Currently, NEPC is diagnosed via tumor biopsy from a metastatic tumor. But clinicians are often challenged to determine the right time for an invasive procedure to gather the sample. Further, such tissue-based tests can be inconclusive given metastatic tumors are often heterogeneous. Between 10% to 15% of patients with metastatic prostate cancer will progress to NEPC, characterized by a a shift from cells that are dependent on androgen, to cancer cells that no longer recognize these hormones.

Beltran says that in this transition the cancer cells stop expressing the androgen receptor and shut down the reliance on the hormone for survival to develop a new identity that resists treatment.

To develop the new blood test to identify when this transition has occurred, the international team tapped their previous research of the genetic and epigenetic changes that take place as NEPC develops.
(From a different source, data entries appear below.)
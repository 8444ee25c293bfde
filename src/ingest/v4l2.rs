//! V4L2 camera source.
//!
//! Captures BGR frames from a local device node (e.g. /dev/video0) using
//! memory-mapped streaming. The device and its stream are tied together in
//! a self-referencing struct so the mmap'd buffers cannot outlive the
//! device handle.
//!
//! Failure mapping follows the ingest taxonomy: a failed capture is
//! transient (`Err`), a vanished device node (ENODEV) is `Closed`.

use anyhow::{Context, Result};
use ouroboros::self_referencing;

use crate::config::CameraSettings;
use crate::frame::PixelFormat;

use super::{CapturedImage, FrameSource, ReadOutcome};

const ENODEV: i32 = 19;

pub struct V4l2Source {
    settings: CameraSettings,
    state: Option<V4l2State>,
    frame_count: u64,
    active_width: u32,
    active_height: u32,
}

#[self_referencing]
struct V4l2State {
    device: v4l::Device,
    #[borrows(mut device)]
    #[covariant]
    stream: v4l::prelude::MmapStream<'this, v4l::Device>,
}

impl V4l2Source {
    pub fn new(settings: CameraSettings) -> Result<Self> {
        Ok(Self {
            active_width: settings.width,
            active_height: settings.height,
            settings,
            state: None,
            frame_count: 0,
        })
    }
}

impl FrameSource for V4l2Source {
    fn describe(&self) -> String {
        format!("{} (v4l2)", self.settings.device)
    }

    fn open(&mut self) -> Result<()> {
        use v4l::buffer::Type;
        use v4l::video::Capture;

        let mut device = v4l::Device::with_path(&self.settings.device)
            .with_context(|| format!("open v4l2 device {}", self.settings.device))?;
        let mut format = device.format().context("read v4l2 format")?;
        format.width = self.settings.width;
        format.height = self.settings.height;
        format.fourcc = v4l::FourCC::new(b"BGR3");

        let format = match device.set_format(&format) {
            Ok(format) => format,
            Err(err) => {
                log::warn!(
                    "V4l2Source: failed to set format on {}: {}",
                    self.settings.device,
                    err
                );
                device
                    .format()
                    .context("read v4l2 format after set failure")?
            }
        };

        if self.settings.target_fps > 0 {
            let params = v4l::video::capture::Parameters::with_fps(self.settings.target_fps);
            if let Err(err) = device.set_params(&params) {
                log::warn!(
                    "V4l2Source: failed to set fps on {}: {}",
                    self.settings.device,
                    err
                );
            }
        }

        self.active_width = format.width;
        self.active_height = format.height;

        let state = V4l2StateBuilder {
            device,
            stream_builder: |device| {
                v4l::prelude::MmapStream::with_buffers(device, Type::VideoCapture, 4)
                    .map_err(|err| anyhow::Error::new(err).context("create v4l2 buffer stream"))
            },
        }
        .try_build()?;
        self.state = Some(state);

        log::info!(
            "V4l2Source: opened {} ({}x{})",
            self.settings.device,
            self.active_width,
            self.active_height
        );
        Ok(())
    }

    fn read_frame(&mut self) -> Result<ReadOutcome> {
        use v4l::io::traits::CaptureStream;

        let Some(state) = self.state.as_mut() else {
            return Ok(ReadOutcome::Closed);
        };
        let result = state.with_mut(|fields| {
            fields
                .stream
                .next()
                .map(|(buf, _meta)| buf.to_vec())
                .map_err(|err| (err.raw_os_error(), err))
        });
        let pixels = match result {
            Ok(pixels) => pixels,
            Err((Some(ENODEV), err)) => {
                log::warn!(
                    "V4l2Source: device {} disappeared: {}",
                    self.settings.device,
                    err
                );
                self.state = None;
                return Ok(ReadOutcome::Closed);
            }
            Err((_, err)) => {
                return Err(anyhow::Error::new(err).context("capture v4l2 frame"));
            }
        };

        let expected = self.active_width as usize * self.active_height as usize * 3;
        if pixels.len() != expected {
            return Err(anyhow::anyhow!(
                "v4l2 buffer length {} does not match {}x{} bgr",
                pixels.len(),
                self.active_width,
                self.active_height
            ));
        }

        self.frame_count += 1;
        Ok(ReadOutcome::Captured(CapturedImage {
            pixels,
            width: self.active_width,
            height: self.active_height,
            format: PixelFormat::Bgr8,
        }))
    }

    fn release(&mut self) {
        if self.state.take().is_some() {
            log::info!("V4l2Source: released {}", self.settings.device);
        }
    }
}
Their findings showed that, across the entire genome, methylation changes occur that distinguish castration-resistant prostate cancer adenocarcinoma (CRPC-adeno) from NEPC. The new test, called NEMO (NEuroendocrine MOnitoring panel), can make the distinction between the two subtypes by examining cell-free DNA (cfDNA) shed by the tumors found in the blood.

“The test selectively probes cfDNA in blood plasma for relevant DNA fragments and measures their methylation,” says co-lead author Francesca Demichelis, PhD, of the University of Trento. “Because the number of methylated regions needed to distinguish between normal, CRPC-adeno, and NEPC cells is small, the panel of genes sequenced by the test is minimal and efficient.”
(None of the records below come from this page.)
//! Bounded frame hand-off between capture and processing.
//!
//! `BoundedFrameChannel` is a fixed-capacity FIFO shared by every capture
//! worker (producers) and the single processing worker (consumer).
//!
//! Overload policy is drop-newest: `offer` never blocks and never evicts a
//! frame already in the queue. A producer that finds the channel full drops
//! its own frame and is told so, which keeps the relative order of queued
//! frames intact under sustained overload.

use std::collections::VecDeque;
use std::sync::{Condvar, Mutex};
use std::time::Duration;

use crate::frame::Frame;

/// Outcome of a non-blocking `offer`.
#[derive(Debug, PartialEq, Eq)]
pub enum Offer {
    Accepted,
    /// Channel was at capacity; the offered frame was discarded.
    Dropped,
    /// Channel has been closed; the offer was a no-op.
    Closed,
}

/// Outcome of a bounded-wait `take`.
#[derive(Debug)]
pub enum Take {
    Frame(Frame),
    TimedOut,
    /// Channel closed and drained; no more frames will ever arrive.
    Closed,
}

struct State {
    queue: VecDeque<Frame>,
    closed: bool,
}

pub struct BoundedFrameChannel {
    state: Mutex<State>,
    available: Condvar,
    capacity: usize,
}

impl BoundedFrameChannel {
    pub fn new(capacity: usize) -> Self {
        assert!(capacity >= 1, "channel capacity must be at least 1");
        Self {
            state: Mutex::new(State {
                queue: VecDeque::with_capacity(capacity),
                closed: false,
            }),
            available: Condvar::new(),
            capacity,
        }
    }

    /// Offer a frame without blocking.
    ///
    /// Returns `Offer::Dropped` when the channel is at capacity; queued
    /// frames are left untouched.
    pub fn offer(&self, frame: Frame) -> Offer {
        let mut state = self.state.lock().expect("frame channel lock poisoned");
        if state.closed {
            return Offer::Closed;
        }
        if state.queue.len() >= self.capacity {
            return Offer::Dropped;
        }
        state.queue.push_back(frame);
        drop(state);
        self.available.notify_one();
        Offer::Accepted
    }

    /// Wait up to `timeout` for the next frame in global arrival order.
    ///
    /// Frames are returned FIFO across all producers. After `close`, any
    /// frames still queued are drained before `Take::Closed` is reported.
    pub fn take(&self, timeout: Duration) -> Take {
        let mut state = self.state.lock().expect("frame channel lock poisoned");
        loop {
            if let Some(frame) = state.queue.pop_front() {
                return Take::Frame(frame);
            }
            if state.closed {
                return Take::Closed;
            }
            let (next, wait) = self
                .available
                .wait_timeout(state, timeout)
                .expect("frame channel lock poisoned");
            state = next;
            if wait.timed_out() {
                // One more pop attempt before reporting: a producer may have
                // slipped in between the timeout and reacquiring the lock.
                return match state.queue.pop_front() {
                    Some(frame) => Take::Frame(frame),
                    None if state.closed => Take::Closed,
                    None => Take::TimedOut,
                };
            }
        }
    }

    /// Close the channel. Idempotent; wakes all blocked `take` calls.
    pub fn close(&self) {
        let mut state = self.state.lock().expect("frame channel lock poisoned");
        state.closed = true;
        drop(state);
        self.available.notify_all();
    }

    pub fn is_closed(&self) -> bool {
        self.state
            .lock()
            .expect("frame channel lock poisoned")
            .closed
    }

    /// Current queue length, for the metrics gauge.
    pub fn depth(&self) -> usize {
        self.state
            .lock()
            .expect("frame channel lock poisoned")
            .queue
            .len()
    }
}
NEMO reports both the tumor fraction, a measure of disease burden that measures the ratio of tumor DNA to normal DNA, and the tumor type, either CRPC or NEPC. Since a patient’s cancer may be a mix of the two during the transition, NEMO reports this as a score on a continuum. “It not only picks up the neuroendocrine phenotype but also can pick up subtypes in the middle, as tumors transition from one subtype to the other,” notes Beltran.
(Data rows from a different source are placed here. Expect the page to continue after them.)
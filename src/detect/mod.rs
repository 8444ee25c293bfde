mod contours;
mod detector;
mod model;
mod morphology;
mod ops;

pub use detector::{DetectError, Detector};
pub use model::{
    make_estimator, AcceleratedEstimator, BaselineEstimator, ForegroundEstimator, ModelParams,
    ProcessingMode,
};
The test has been evaluated in both a handful of preclinical models of prostate cancer in blood sample from different cohorts of patients with known subtypes of prostate cancer. NEMO was also evaluated in two clinical trials of patients with aggressive CRPC, with the test panel delivering tumor fraction estimation that was consistent with other measure of disease burden. This points to a future where the test panel could be employed to help monitor how effectively the cancer is being treated by providing data that shows decreased tumor burden—an indication the tumor is shrinking. This information is important as normal measures of disease burden, such as PSA testing become unreliable after the cancer has switched to NEPC.

“Now that we have robustly shown the accuracy of this panel test, we’re excited to apply it to clinical questions,” says Beltran. “We’d like to determine if this test can help us predict which patients respond to certain prostate cancer treatments, including precise treatments that target neuroendocrine prostate cancer.”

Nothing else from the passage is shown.